▶ _Records for this exercise_
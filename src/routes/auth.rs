use axum::extract::State;
use axum::http::HeaderMap;
use axum::Json;
use serde::Serialize;
use sqlx::SqlitePool;

use crate::app::AppState;
use crate::authz::landing_route;
use crate::errors::{AppError, AppResult};
use crate::events::{log_activity_with_context, RequestContext};
use crate::jwt::AuthUser;
use crate::models::user::{AuthResponse, DbUser, LoginRequest, User};
use crate::utils::verify_password;

#[derive(Debug, Serialize)]
pub struct MessageResponse {
    message: String,
}

#[utoipa::path(
    post,
    path = "/auth/login",
    tag = "Auth",
    request_body = LoginRequest,
    responses(
        (status = 200, description = "Login successful", body = AuthResponse),
        (status = 401, description = "Invalid credentials"),
        (status = 403, description = "Stored role not recognized")
    )
)]
pub async fn login(
    State(state): State<AppState>,
    headers: HeaderMap,
    Json(payload): Json<LoginRequest>,
) -> AppResult<Json<AuthResponse>> {
    let db_user = sqlx::query_as::<_, DbUser>(
        "SELECT id, name, email, password_hash, role, all_locations, location_id, department_id, created_at, updated_at, deleted_at \
         FROM users WHERE email = ? AND deleted_at IS NULL",
    )
    .bind(&payload.email)
    .fetch_optional(&state.pool)
    .await?
    .ok_or_else(|| AppError::unauthorized("invalid credentials"))?;

    let password_ok = verify_password(&payload.password, &db_user.password_hash)?;
    if !password_ok {
        return Err(AppError::unauthorized("invalid credentials"));
    }

    // Fails closed when the stored role no longer normalizes
    let user: User = db_user.try_into()?;
    let token = state.jwt.encode(&user)?;
    let landing = landing_route(user.role);

    log_activity_with_context(
        &state.event_bus,
        "login",
        Some(user.id),
        &user,
        None,
        Some(RequestContext::from_headers(&headers)),
    );

    Ok(Json(AuthResponse {
        token,
        user,
        landing_route: landing.to_string(),
    }))
}

#[utoipa::path(
    get,
    path = "/auth/me",
    tag = "Auth",
    responses((status = 200, description = "Current user", body = User)),
    security(("bearerAuth" = []))
)]
pub async fn me(State(state): State<AppState>, auth: AuthUser) -> AppResult<Json<User>> {
    let db_user = fetch_user_by_id(&state.pool, auth.user_id).await?;
    let user: User = db_user.try_into()?;
    Ok(Json(user))
}

#[utoipa::path(
    post,
    path = "/auth/logout",
    tag = "Auth",
    responses((status = 200, description = "Logout acknowledged")),
    security(("bearerAuth" = []))
)]
pub async fn logout(
    State(state): State<AppState>,
    auth: AuthUser,
    headers: HeaderMap,
) -> AppResult<Json<MessageResponse>> {
    if let Ok(db_user) = fetch_user_by_id(&state.pool, auth.user_id).await {
        if let Ok(user) = User::try_from(db_user) {
            log_activity_with_context(
                &state.event_bus,
                "logout",
                Some(auth.user_id),
                &user,
                None,
                Some(RequestContext::from_headers(&headers)),
            );
        }
    }

    Ok(Json(MessageResponse {
        message: "Logged out".to_string(),
    }))
}

async fn fetch_user_by_id(pool: &SqlitePool, user_id: uuid::Uuid) -> AppResult<DbUser> {
    sqlx::query_as::<_, DbUser>(
        "SELECT id, name, email, password_hash, role, all_locations, location_id, department_id, created_at, updated_at, deleted_at \
         FROM users WHERE id = ? AND deleted_at IS NULL",
    )
    .bind(user_id.to_string())
    .fetch_optional(pool)
    .await?
    .ok_or_else(|| AppError::not_found("user not found"))
}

▶ _Exercise instructions_
The data must be transcribed in full. Every word stays the same.

▶ _Solution_
filename src/routes/auth.rs
use axum::extract::State;
use axum::http::HeaderMap;
use axum::Json;
use serde::Serialize;
use sqlx::SqlitePool;

use crate::app::AppState;
use crate::authz::landing_route;
use crate::errors::{AppError, AppResult};
use crate::events::{log_activity_with_context, RequestContext};
use crate::jwt::AuthUser;
use crate::models::user::{AuthResponse, DbUser, LoginRequest, User};
use crate::utils::verify_password;

#[derive(Debug, Serialize)]
pub struct MessageResponse {
    message: String,
}

#[utoipa::path(
    post,
    path = "/auth/login",
    tag = "Auth",
    request_body = LoginRequest,
    responses(
        (status = 200, description = "Login successful", body = AuthResponse),
        (status = 401, description = "Invalid credentials"),
        (status = 403, description = "Stored role not recognized")
    )
)]
pub async fn login(
    State(state): State<AppState>,
    headers: HeaderMap,
    Json(payload): Json<LoginRequest>,
) -> AppResult<Json<AuthResponse>> {
    let db_user = sqlx::query_as::<_, DbUser>(
        "SELECT id, name, email, password_hash, role, all_locations, location_id, department_id, created_at, updated_at, deleted_at \
         FROM users WHERE email = ? AND deleted_at IS NULL",
    )
    .bind(&payload.email)
    .fetch_optional(&state.pool)
    .await?
    .ok_or_else(|| AppError::unauthorized("invalid credentials"))?;

    let password_ok = verify_password(&payload.password, &db_user.password_hash)?;
    if !password_ok {
        return Err(AppError::unauthorized("invalid credentials"));
    }

    // Fails closed when the stored role no longer normalizes
    let user: User = db_user.try_into()?;
    let token = state.jwt.encode(&user)?;
    let landing = landing_route(user.role);

    log_activity_with_context(
        &state.event_bus,
        "login",
        Some(user.id),
        &user,
        None,
        Some(RequestContext::from_headers(&headers)),
    );

    Ok(Json(AuthResponse {
        token,
        user,
        landing_route: landing.to_string(),
    }))
}

#[utoipa::path(
    get,
    path = "/auth/me",
    tag = "Auth",
    responses((status = 200, description = "Current user", body = User)),
    security(("bearerAuth" = []))
)]
pub async fn me(State(state): State<AppState>, auth: AuthUser) -> AppResult<Json<User>> {
    let db_user = fetch_user_by_id(&state.pool, auth.user_id).await?;
    let user: User = db_user.try_into()?;
    Ok(Json(user))
}

#[utoipa::path(
    post,
    path = "/auth/logout",
    tag = "Auth",
    responses((status = 200, description = "Logout acknowledged")),
    security(("bearerAuth" = []))
)]
pub async fn logout(
    State(state): State<AppState>,
    auth: AuthUser,
    headers: HeaderMap,
) -> AppResult<Json<MessageResponse>> {
    if let Ok(db_user) = fetch_user_by_id(&state.pool, auth.user_id).await {
        if let Ok(user) = User::try_from(db_user) {
            log_activity_with_context(
                &state.event_bus,
                "logout",
                Some(auth.user_id),
                &user,
                None,
                Some(RequestContext::from_headers(&headers)),
            );
        }
    }

    Ok(Json(MessageResponse {
        message: "Logged out".to_string(),
    }))
}

async fn fetch_user_by_id(pool: &SqlitePool, user_id: uuid::Uuid) -> AppResult<DbUser> {
    sqlx::query_as::<_, DbUser>(
        "SELECT id, name, email, password_hash, role, all_locations, location_id, department_id, created_at, updated_at, deleted_at \
         FROM users WHERE id = ? AND deleted_at IS NULL",
    )
    .bind(user_id.to_string())
    .fetch_optional(pool)
    .await?
    .ok_or_else(|| AppError::not_found("user not found"))
}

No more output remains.